Malta is a fascinating place. It’s the smallest EU member state, by both size and population, and everyone we spoke to had a clear pride in their country. For a century and a half Malta was a British colony and some of that influence is obvious: English is one of two official languages, there are British-style plugs and red telephone boxes, Randi could order a ricotta qassata from a ‘Crystal Palace café’ and we even spotted a mysterious Clapham Junction on a map. Meanwhile, the country’s nearest neighbour is Italy – no doubt contributing to all of the delicious Italian food available – while the Maltese language itself is descended from Arabic, and when you’re walking from Mdina to Ir-Rabat it’s very easy to feel like you’re in the Middle East. To be honest, I already want to go back.
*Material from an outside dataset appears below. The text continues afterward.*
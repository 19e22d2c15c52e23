//! Utility modules.
//!
//! - [`names`]: table and column name conversions

pub mod names;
Despite a late arrival, Randi and I forced ourselves to get up on Thursday morning for a walking tour of Valletta. Malta’s capital is very small, highly pedestrianised, immensely walkable and incredibly beautiful, with an impressive gorgeous-buildings-per-square-km ratio and photogenic streets which curve up and down before reaching the sea on three of the city’s four sides. Valletta was built as a walled city, established by the Catholic ‘Knights of St. John’ who ruled Malta from the sixteenth century until Napoleon’s invasion in 1798, and unlike most cities has a very clear ‘entrance’ over a bridge and through the no-longer-an-actual-gate ‘City Gate’.
Once inside, the first thing you’ll see is the new Maltese Parliament building – which was only completed in 2015 – built in a ‘controversially modern’ architectural style which Malta should be very grateful isn’t just a euphemism for ‘terrible’ but is actually quite striking. In fact, prior to its construction this plot of land was a car park, so this seems like a big improvement, and we were amused to spot a few designated car parking spaces which remain nearby, tucked away on a side street, reserved exclusively for the following named positions only: Prime Minister, Leader of the House, Opposition Leader, Minister for Family and Social Solidarity, and Parliamentary Secretary for Rights of Persons with Disabilities and Active Ageing.
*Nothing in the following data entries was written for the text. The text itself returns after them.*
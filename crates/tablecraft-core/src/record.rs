//! Record helpers.
//!
//! Backends return rows as JSON objects whose column names may come back
//! upper-cased, so every column access goes through [`lookup`].

use crate::model::PrimaryKey;
use crate::{Error, Result};
use serde_json::{Map, Number, Value};
use std::fmt;

/// A row: column name → JSON value.
pub type Record = Map<String, Value>;

/// Finds a column by exact name, then upper-case, then lower-case.
pub fn lookup<'a>(record: &'a Record, column: &str) -> Option<&'a Value> {
    record
        .get(column)
        .or_else(|| record.get(&column.to_uppercase()))
        .or_else(|| record.get(&column.to_lowercase()))
}

/// Copy of `record` with every key present both as-is and lower-cased.
pub fn normalize_for_edit(record: &Record) -> Record {
    let mut normalized = record.clone();
    for (key, value) in record {
        let lower = key.to_lowercase();
        if !normalized.contains_key(&lower) {
            normalized.insert(lower, value.clone());
        }
    }
    normalized
}

/// Converts an arbitrary JSON value into a record.
pub fn as_record(value: Value) -> Result<Record> {
    match value {
        Value::Object(map) => Ok(map),
        other => Err(Error::validation(format!(
            "expected a JSON object, got {}",
            type_name(&other)
        ))),
    }
}

/// Short name of a JSON value's type.
pub fn type_name(value: &Value) -> &'static str {
    match value {
        Value::Null => "null",
        Value::Bool(_) => "boolean",
        Value::Number(_) => "number",
        Value::String(_) => "string",
        Value::Array(_) => "array",
        Value::Object(_) => "object",
    }
}

/// String form of a value as users see it.
///
/// Strings are returned raw, null is empty, and integral floats print
/// without a fractional part.
pub fn display_string(value: &Value) -> String {
    match value {
        Value::Null => String::new(),
        Value::String(s) => s.clone(),
        Value::Bool(b) => b.to_string(),
        Value::Number(n) => format_number(n),
        Value::Array(_) | Value::Object(_) => value.to_string(),
    }
}

fn format_number(n: &Number) -> String {
    if let Some(i) = n.as_i64() {
        return i.to_string();
    }
    if let Some(u) = n.as_u64() {
        return u.to_string();
    }
    match n.as_f64() {
        Some(f) if f.fract() == 0.0 && f.abs() < 1e15 => format!("{}", f as i64),
        Some(f) => f.to_string(),
        None => n.to_string(),
    }
}

/// Missing, null, or the empty string.
pub fn is_blank(value: Option<&Value>) -> bool {
    match value {
        None | Some(Value::Null) => true,
        Some(Value::String(s)) => s.is_empty(),
        Some(_) => false,
    }
}

/// Numeric reading of a value: numbers, or strings that parse as numbers.
pub fn as_number(value: &Value) -> Option<f64> {
    match value {
        Value::Number(n) => n.as_f64(),
        Value::String(s) => s.trim().parse::<f64>().ok().filter(|f| f.is_finite()),
        _ => None,
    }
}

/// JSON value for a computed number; integral results become integers.
///
/// Non-finite results become null.
pub fn number_value(n: f64) -> Value {
    if !n.is_finite() {
        return Value::Null;
    }
    if n.fract() == 0.0 && n.abs() < 9.0e15 {
        return Value::from(n as i64);
    }
    Number::from_f64(n).map(Value::Number).unwrap_or(Value::Null)
}

/// Loose equality: identical values, or equal display strings when
/// neither side is null (`1` matches `"1"`).
pub fn values_match(a: &Value, b: &Value) -> bool {
    if a == b {
        return true;
    }
    if a.is_null() || b.is_null() {
        return false;
    }
    match (as_number(a), as_number(b)) {
        (Some(x), Some(y)) => x == y,
        _ => display_string(a) == display_string(b),
    }
}

// ============================================================================
// RecordKey
// ============================================================================

/// Identifies one record for update and delete.
#[derive(Clone, Debug, PartialEq)]
pub enum RecordKey {
    /// A single key column.
    Single {
        /// Key column name.
        column: String,
        /// Key value.
        value: Value,
    },
    /// Several key columns, in key order.
    Composite(Record),
}

impl RecordKey {
    /// A single `id` key.
    pub fn id(value: impl Into<Value>) -> Self {
        Self::Single {
            column: "id".to_string(),
            value: value.into(),
        }
    }

    /// Extracts the key of `record`.
    ///
    /// Fails when a key column is missing or null.
    pub fn from_record(record: &Record, key: &PrimaryKey) -> Result<Self> {
        let fetch = |column: &str| -> Result<Value> {
            match lookup(record, column) {
                Some(v) if !v.is_null() => Ok(v.clone()),
                _ => Err(Error::validation_field(
                    column,
                    format!("record has no value for key column '{column}'"),
                )),
            }
        };

        if key.is_composite() {
            let mut values = Record::new();
            for column in key.columns() {
                values.insert(column.to_string(), fetch(column)?);
            }
            Ok(Self::Composite(values))
        } else {
            let column = key.columns().first().copied().unwrap_or("id").to_string();
            let value = fetch(&column)?;
            Ok(Self::Single { column, value })
        }
    }

    /// Returns `true` if `record` carries this key.
    pub fn matches(&self, record: &Record) -> bool {
        match self {
            Self::Single { column, value } => {
                lookup(record, column).is_some_and(|v| values_match(v, value))
            }
            Self::Composite(values) => values.iter().all(|(column, value)| {
                lookup(record, column).is_some_and(|v| values_match(v, value))
            }),
        }
    }
}

impl fmt::Display for RecordKey {
    fn fmt(&self, f: &mut fmt::Formatter<'_>) -> fmt::Result {
        match self {
            Self::Single { column, value } => write!(f, "{column}={}", display_string(value)),
            Self::Composite(values) => {
                let parts: Vec<String> = values
                    .iter()
                    .map(|(c, v)| format!("{c}={}", display_string(v)))
                    .collect();
                f.write_str(&parts.join(","))
            }
        }
    }
}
Valletta is also a hub for buses on the island, and since it’s only a half an hour from where we were staying in St. Julian’s we ended up coming back a few times – especially to eat! Special thanks to Lee and James at work for sharing their curated list of Valletta’s restaurants with me. We tried a few places, but in particular I have to mention the amazing tasting menu we enjoyed at Legligin on our final night as our farewell to Malta.
(Since I mentioned the buses, here’s the low-down: they were mostly very good, and easy for tourists as they accept contactless card, but the big downside came when a bus was ‘full’ and refused to let us on. We could have totally squeezed on.)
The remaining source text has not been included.